The EG Interview: Gresham House homes in on shared ownership

As many company bosses know, much of the hard work in a merger or acquisition comes after the deal is done. Due diligence and negotiations have their challenges, of course, but the integration process, bringing the businesses together with as few hiccups as possible, is a task in and of itself.

Try doing it during a nationwide lockdown.

Asset management group Gresham House announced its £11m acquisition of fund manager TradeRisks in early March, boosting the group’s assets under management to £3bn. But within a fortnight the coronavirus pandemic meant staff at both companies were working from home. A 90-day integration plan is now being worked on virtually. Gresham House chief executive Tony Dalwood doesn’t expect the enlarged company to be working together in person next January.

But even with individuals isolated, the Gresham House team is now working on big plans to build out the business in TradeRisks’ core areas of housing and social infrastructure. 

Those plans include growth for Residential Secure Income, or ReSi, a listed investment firm managed by TradeRisks that had assets under management of £321m at the end of 2019, and the launch of a limited partnership targeting shared ownership housing investments. The team expects the latter to be built into a £1.5bn vehicle within three years. As Alex Pilato, who founded TradeRisks and is now Gresham House’s head of housing and capital markets, puts it: “The opportunity is enormous.”

Top of the agenda

Today’s Gresham House was formed in 2014 when Dalwood and colleagues took a listed investment company set to be liquidated and moved it to AIM with an eye to revamping its focus.

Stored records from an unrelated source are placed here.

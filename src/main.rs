use roll_call::core::{get_subscriber, init_subscriber, AppConfig};
use roll_call::db;

use colored::*;

#[tokio::main]
async fn main() -> std::io::Result<()> {
    let file_appender = tracing_appender::rolling::daily("/var/tmp/log/roll_call", "app");

    let subscriber = get_subscriber("roll_call".into(), "info".into(), file_appender);
    init_subscriber(subscriber);

    let config = AppConfig::new().expect("cant build our appConfig object");

    let pool = db::connect(&config.sqlite)
        .await
        .expect("Failed to open the portal database");

    db::initialize(&pool)
        .await
        .expect("Failed to run database migrations");

    db::ensure_bootstrap_admin(&pool, &config.bootstrap)
        .await
        .expect("Failed to seed the bootstrap admin");

    println!("{}", "-----------------------------------------".green());
    println!(
        "🎓 Portal core ready, database at: {}",
        config.sqlite.database_path
    );
    println!("{}", "-----------------------------------------".green());

    // The desktop shell links against the library and takes over from here;
    // this binary only prepares the database it renders from.
    Ok(())
}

Dalwood, who has more than two decades of experience in the investment industry, saw two developments he believed could open new business opportunities. One was the rise of alternative asset classes. “In the last 20 years, alternative asset allocation has gone from near to zero for the average pension fund to mid-20 percent,” he says.

The other was the growing focus on environmental, social and governance factors when investors put money to work.

“I was chairing the investment panel for the London Pension Fund – I started there as a non-exec in 2010 and I finished in 2018,” Dalwood says. “ESG had gone from a discussion topic at point 10 on the agenda to the top two.”

Those factors have driven Gresham House’s investment thesis for areas such as forestry, renewables and housing, with the launch of sizeable funds such as the British Strategic Investment Fund, which counts among its investors six local government pension funds as well as the Greater London Authority’s London Strategic Reserve Fund.

Dalwood now wants housing to play a greater part in the company’s offering. “What we recognised was that the opportunity in housing was even greater than perhaps we’d considered,” he says. “The demand for the social aspects, the increasing wealth inequalities going on, were perpetuating the [investment demand].”

At the same time, Pilato was looking for “the right partner” to help take TradeRisks to the next level. Over two decades the former JPMorgan and HSBC director had built the business into a risk management adviser in the not-for-profit social housing sector and one of the sector’s leading non-bank debt, before listing ReSi in 2017.

Room to grow

Organic growth for ReSi is high on the to-do list for Dalwood, Pilato and the team. Earlier this month the company sealed a £300m, 45-year secured debt facility with the Universities Superannuation Scheme.

Pilato described the deal as a “significant milestone” not only for ReSi but also the social housing sector – the funding line is the first standalone investment grade debt financing secured for the shared ownership sector.

Gresham House has also been hiring to bolster the now 20-strong housing division, including the appointment of Andrew Stirling, the former director of social housing at Lloyds Banking Group, as TradeRisks’ head of treasury solutions within its corporate finance team. 

ReSi and the new shared ownership partnership “could be sizeable and scale significantly”, Dalwood says. The latter vehicle, Gresham House Residential Secure Income, will be a registered provider of social housing, buying government grant-funded homes at a bulk discount as well as section 106 homes. 

It’s a growing market, with other investors keenly eyeing the affordable housing space. Recent data show that shared ownership properties are now the most popular tenure for new starts in affordable housing funded by Homes England and the GLA – and are becoming a larger share of section 106 private funded affordable housing as well.

Pilato, whose housing team will manage the shared ownership fund, expects to launch at £200m and to grow to between £1bn and £1.5bn over the next three years. “The scale of the opportunity is substantial,” he says. “The government needs about 150,000 affordable [homes a year] and we’re producing about 50,000 as a sector.”

Between ReSi, the BSIF and the impending shared ownership fund, the Gresham House team believe they can become something of a “one-stop shop” for asset owners.

“We can go to sellers of assets – meaning developers, housing associations, not-for-profit enterprises, private or public – and basically take various tenures from their developments,” says Pilato. “That is a huge advantage because it saves them having to look for and execute transactions with multiple counterparties.”

And Dalwood foresees the Covid-19 crisis leading to an even greater focus on the ESG elements of investment than emerged as he opened the doors at Gresham House.

“People look at their asset allocation and say, ‘I want exposure to asset class X – but it’s got to address ESG,” he says.

With the TradeRisks team now on board, he hopes Gresham House will continue to help investors meet that goal.